There has been a fair amount of anecdotal and a bit of statistical evidence that obesity is somehow associated with individuals who have worse progression of COVID-19. The data out of China I saw wasn’t significant statistically speaking. The problem? There didn’t seem to be enough obese people in their samples. Then anecdotes and some data came out of Europe implicating obesity as a risk factor. And, doctors started reporting a disproportionate number of obese patients in the ICU.
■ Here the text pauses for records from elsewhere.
use std::path::{Path, PathBuf};
use std::sync::Arc;
use arc_swap::ArcSwap;
use tokio::sync::{broadcast, Mutex};
use tracing::{error, info};
use uuid::Uuid;
use crate::error::{error_chain, LoadError};
use crate::model::{Evaluator, ModelHandle, ModelLoader};

/// Result of one reload attempt.
#[derive(Debug, Clone, PartialEq)]
pub enum ReloadOutcome {
    /// A new handle was published.
    Reloaded { generation: u64, instance: Uuid },
    /// Loading failed; the previous handle is still current.
    Failed { reason: String },
}

impl ReloadOutcome {
    pub fn is_reloaded(&self) -> bool {
        matches!(self, ReloadOutcome::Reloaded { .. })
    }
}

/// Owns the model currently serving traffic.
///
/// The active [`ModelHandle`] sits in a single atomic slot. Readers take a
/// reference-counted snapshot with [`current`](Self::current) and never wait
/// on a reload; a reload builds the replacement completely before publishing
/// it with one pointer swap. Handles that were current when an evaluation
/// started stay alive until that evaluation drops them.
///
/// Reload attempts are serialized, so generations are published strictly in
/// order and a failed attempt leaves the slot untouched.
pub struct ReloadCoordinator<L: ModelLoader> {
    loader: L,

    /// Model file this coordinator serves
    path: PathBuf,

    /// The single published handle
    slot: ArcSwap<ModelHandle<L::Evaluator>>,

    /// Held for the whole load-and-publish step
    reload_lock: Mutex<()>,

    outcomes: broadcast::Sender<ReloadOutcome>,
}

impl<L: ModelLoader> ReloadCoordinator<L> {
    /// Performs the startup load.
    ///
    /// # Errors
    ///
    /// Returns the loader's error unchanged. There is no previous model to
    /// fall back on, so callers should treat this as fatal.
    pub async fn load(loader: L, path: impl Into<PathBuf>) -> Result<Self, LoadError> {
        let path = path.into();
        let evaluator = loader.load(&path).await?;
        let handle = ModelHandle::new(evaluator, &path, 1);
        info!(
            path = %path.display(),
            model = %handle.describe(),
            instance = %handle.instance(),
            "model loaded"
        );

        let (outcomes, _) = broadcast::channel(32);
        Ok(Self {
            loader,
            path,
            slot: ArcSwap::from_pointee(handle),
            reload_lock: Mutex::new(()),
            outcomes,
        })
    }

    /// Returns the handle that is serving right now.
    pub fn current(&self) -> Arc<ModelHandle<L::Evaluator>> {
        self.slot.load_full()
    }

    pub fn generation(&self) -> u64 {
        self.slot.load().generation()
    }

    pub fn path(&self) -> &Path {
        &self.path
    }

    /// Subscribes to the outcome of every subsequent reload attempt.
    pub fn subscribe(&self) -> broadcast::Receiver<ReloadOutcome> {
        self.outcomes.subscribe()
    }

    /// Reloads from the coordinator's own model path.
    pub async fn reload(&self) -> ReloadOutcome {
        self.try_reload(&self.path).await
    }

    /// Loads `path` and, on success, publishes it as the current model.
    ///
    /// On failure the current model keeps serving; the error is logged with
    /// its full cause chain and returned as [`ReloadOutcome::Failed`].
    pub async fn try_reload(&self, path: &Path) -> ReloadOutcome {
        let _guard = self.reload_lock.lock().await;
        info!(path = %path.display(), "reloading model");

        let outcome = match self.loader.load(path).await {
            Ok(evaluator) => {
                let generation = self.generation() + 1;
                let handle = Arc::new(ModelHandle::new(evaluator, path, generation));
                let instance = handle.instance();
                let summary = handle.describe();
                self.slot.store(handle);
                info!(generation, %instance, model = %summary, "model reload succeeded");
                ReloadOutcome::Reloaded { generation, instance }
            }
            Err(err) => {
                let reason = error_chain(&err);
                error!(
                    path = %path.display(),
                    generation = self.generation(),
                    error = %reason,
                    "model reload failed, keeping current model"
                );
                ReloadOutcome::Failed { reason }
            }
        };

        // No subscribers is fine
        let _ = self.outcomes.send(outcome.clone());
        outcome
    }
}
Now we have really good evidence, Factors associated with hospitalization and critical illness among 4,103 patients with COVID-19 disease in New York City:

We conducted a cross-sectional analysis of all patients with laboratory-confirmed Covid-19 treated at a single academic health system in New York City between March 1, 2020 and April 2, 2020, with follow up through April 7, 2020. Primary outcomes were hospitalization and critical illness (intensive care, mechanical ventilation, hospice and/or death). We conducted multivariable logistic regression to identify risk factors for adverse outcomes, and maximum information gain decision tree classifications to identify key splitters….Strongest hospitalization risks were age ≥75 years (OR 66.8, 95% CI, 44.7-102.6), age 65-74 (OR 10.9, 95% CI, 8.35-14.34), BMI>40 (OR 6.2, 95% CI, 4.2-9.3), and heart failure (OR 4.3 95% CI, 1.9-11.2)…In the decision tree for admission, the most important features were age >65 and obesity; for critical illness, the most important was SpO2<88, followed by procalcitonin >0.5, troponin <0.1 (protective), age >64 and CRP>200. Conclusions: Age and comorbidities are powerful predictors of hospitalization; however, admission oxygen impairment and markers of inflammation are most strongly associated with critical illness.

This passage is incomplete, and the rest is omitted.